Gifts of money, in loving memory

Volunteer Caroline Wessel describes how gifts in memory of family members killed during the First World War contributed to the founding of the University of Leicester.

Monetary donations may often seem somewhat impersonal and tell us little about the donors themselves – but not in the case of some of the early gifts of money to the proposed University College, founded as a War Memorial to those who had fought in the First World War. Dr Astley Clarke, a key founder of the new College, meticulously listed in his accounts book the sums of money received, plus the touching details of the person to be memorialised –  a son or relative of the donor who had served in the recent war.

Dr Clarke reflected that a dedication inscription should be ‘To the Honour of those who took their part in the Great War, To the Glory of those gallant fighters who came through, and To the memory of those devoted heroes who gave their lives in the cause of freedom’ (Leiester Daily Post, 14 Nov. 1917). Thus three categories were identified – those who died fighting; those who fought but survived; and those who had served their wartime country in other ways.

On Armistice Day 1918 the first item in Astley’s little red notebook was his own donation. The next entry recorded a gift of £500 worth of War Savings Certificates from Dr Frederick Bennett, a surgeon at Leicester Royal Infirmary in memory of his twenty year old nephew Garth Taylor, Sherwood Foresters, killed in action in 1916. Garth’s parents, Suffragette supporters Captain and Mrs Thomas Smithies-Taylor, also gave £100 in his memory and his sister, Dorothea, presented a book of Garth’s war diaries with plans and maps to the Imperial War Museum.

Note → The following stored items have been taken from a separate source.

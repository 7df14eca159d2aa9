// SPDX-License-Identifier: BUSL-1.1
// Copyright (c) 2026 Alfred Jean LLC

//! The fourteen primitives advertised over `tools/list`.
//!
//! Schemas are hand-written JSON Schema objects; every parameter name on
//! this surface is snake_case (tested), matching the registry and wire
//! DTOs.

use serde_json::{json, Value};

/// One advertised tool.
#[derive(Debug, Clone)]
pub struct ToolDef {
    pub name: &'static str,
    pub description: &'static str,
    pub input_schema: Value,
}

fn mode_property() -> Value {
    json!({
        "type": "string",
        "enum": ["read-only", "workspace-write", "danger-full-access"],
        "description": "Agent sandbox level, applied verbatim"
    })
}

fn confirm_property() -> Value {
    json!({
        "type": "boolean",
        "description": "Required true for workspace-write and danger-full-access"
    })
}

fn task_property() -> Value {
    json!({
        "type": "string",
        "description": "Free-text instruction for the agent (max 32 KiB)"
    })
}

fn task_id_property(origin: &str) -> Value {
    json!({
        "type": "string",
        "pattern": format!("^T-{origin}-[a-z0-9]+$"),
        "description": format!("A {origin} task id")
    })
}

/// All fourteen tool definitions, in presentation order.
pub fn tool_definitions() -> Vec<ToolDef> {
    vec![
        ToolDef {
            name: "local_run",
            description: "Run an agent task locally and wait for the result (async=true to return immediately)",
            input_schema: json!({
                "type": "object",
                "properties": {
                    "task": task_property(),
                    "mode": mode_property(),
                    "model": {"type": "string"},
                    "working_dir": {"type": "string", "description": "Absolute directory the agent works in"},
                    "confirm": confirm_property(),
                    "async": {"type": "boolean", "description": "Return the task id without waiting"},
                    "timeout_sec": {"type": "integer", "minimum": 1, "description": "Synchronous wait bound (default 600)"}
                },
                "required": ["task", "mode"]
            }),
        },
        ToolDef {
            name: "local_exec",
            description: "Start an agent task locally in the background and return its id immediately",
            input_schema: json!({
                "type": "object",
                "properties": {
                    "task": task_property(),
                    "mode": mode_property(),
                    "working_dir": {"type": "string"},
                    "model": {"type": "string"},
                    "confirm": confirm_property()
                },
                "required": ["task", "mode"]
            }),
        },
        ToolDef {
            name: "local_resume",
            description: "Continue a previous agent thread with a new task, preserving its context",
            input_schema: json!({
                "type": "object",
                "properties": {
                    "thread_id": {"type": "string", "description": "Agent thread from an earlier task"},
                    "task": task_property(),
                    "mode": mode_property(),
                    "confirm": confirm_property()
                },
                "required": ["thread_id", "task"]
            }),
        },
        ToolDef {
            name: "local_status",
            description: "List local tasks and their live status",
            input_schema: json!({
                "type": "object",
                "properties": {
                    "working_dir": {"type": "string", "description": "Only tasks running in this directory"}
                }
            }),
        },
        ToolDef {
            name: "local_results",
            description: "Fetch the full result of a finished local task",
            input_schema: json!({
                "type": "object",
                "properties": {"task_id": task_id_property("local")},
                "required": ["task_id"]
            }),
        },
        ToolDef {
            name: "local_wait",
            description: "Block until a local task finishes or the timeout elapses",
            input_schema: json!({
                "type": "object",
                "properties": {
                    "task_id": task_id_property("local"),
                    "timeout_sec": {"type": "integer", "minimum": 1},
                    "poll_interval_sec": {"type": "integer", "minimum": 1, "description": "Registry poll cadence (default 2)"}
                },
                "required": ["task_id", "timeout_sec"]
            }),
        },
        ToolDef {
            name: "local_cancel",
            description: "Cancel a running local task (SIGTERM, then SIGKILL after 5s)",
            input_schema: json!({
                "type": "object",
                "properties": {
                    "task_id": task_id_property("local"),
                    "reason": {"type": "string"}
                },
                "required": ["task_id"]
            }),
        },
        ToolDef {
            name: "cloud_submit",
            description: "Submit an agent task to the hosted service in a configured environment",
            input_schema: json!({
                "type": "object",
                "properties": {
                    "task": task_property(),
                    "environment_id": {"type": "string", "description": "Key in the environments file"},
                    "mode": mode_property(),
                    "model": {"type": "string"},
                    "confirm": confirm_property()
                },
                "required": ["task", "environment_id"]
            }),
        },
        ToolDef {
            name: "cloud_status",
            description: "List cloud tasks and their mirrored remote status",
            input_schema: json!({"type": "object", "properties": {}}),
        },
        ToolDef {
            name: "cloud_results",
            description: "Fetch the result of a finished cloud task",
            input_schema: json!({
                "type": "object",
                "properties": {"task_id": task_id_property("cloud")},
                "required": ["task_id"]
            }),
        },
        ToolDef {
            name: "cloud_wait",
            description: "Block until a cloud task settles or the timeout elapses",
            input_schema: json!({
                "type": "object",
                "properties": {
                    "task_id": task_id_property("cloud"),
                    "timeout_sec": {"type": "integer", "minimum": 1},
                    "poll_interval_sec": {"type": "integer", "minimum": 1}
                },
                "required": ["task_id", "timeout_sec"]
            }),
        },
        ToolDef {
            name: "cloud_cancel",
            description: "Cancel a cloud task locally and request remote cancellation (best-effort)",
            input_schema: json!({
                "type": "object",
                "properties": {
                    "task_id": task_id_property("cloud"),
                    "reason": {"type": "string"}
                },
                "required": ["task_id"]
            }),
        },
        ToolDef {
            name: "cloud_list_environments",
            description: "List the user-configured cloud environments",
            input_schema: json!({"type": "object", "properties": {}}),
        },
        ToolDef {
            name: "cloud_github_setup",
            description: "Step-by-step guide for connecting a GitHub repository to the hosted service",
            input_schema: json!({
                "type": "object",
                "properties": {
                    "repo_url": {"type": "string", "description": "Repository to connect"},
                    "stack": {"type": "string", "description": "Project stack hint (rust, node, python, ...)"}
                },
                "required": ["repo_url"]
            }),
        },
    ]
}

/// `tools/list` payload.
pub fn list_tools_result() -> Value {
    let tools: Vec<Value> = tool_definitions()
        .into_iter()
        .map(|t| {
            json!({
                "name": t.name,
                "description": t.description,
                "inputSchema": t.input_schema,
            })
        })
        .collect();
    json!({ "tools": tools })
}

#[cfg(test)]
#[path = "tools_tests.rs"]
mod tests;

Mounted black and white photograph of Oliver Bernard Ellis from University of Leicester memorial portraits book. Ellis is wearing naval uniform.
Oliver Bernard Ellis, photograph from Memorial Portraits (ULA/HIS/FOU/2)

On the following page Astley wrote that Mr and Mrs Bernard Ellis gave £1,000 (£500 each) ‘In memory of their son, Oliver, of the R.A.F., killed in action’. Whilst at school this young airman had excelled in all sports, won many prizes, helped command the school Fire Brigade, and was a keen photographer of ornithology. In his last letter home, Oliver wrote “the chances are one in a hundred in our favour … and thank God I’ve got the safest job in the war. Don’t worry about me, I’m having the time of my life and enjoying myself hugely, and the war can’t last for ever”. On 20 May 1917 Oliver was reported missing. Then came the news that the previous day his plane had been shot down and he was killed.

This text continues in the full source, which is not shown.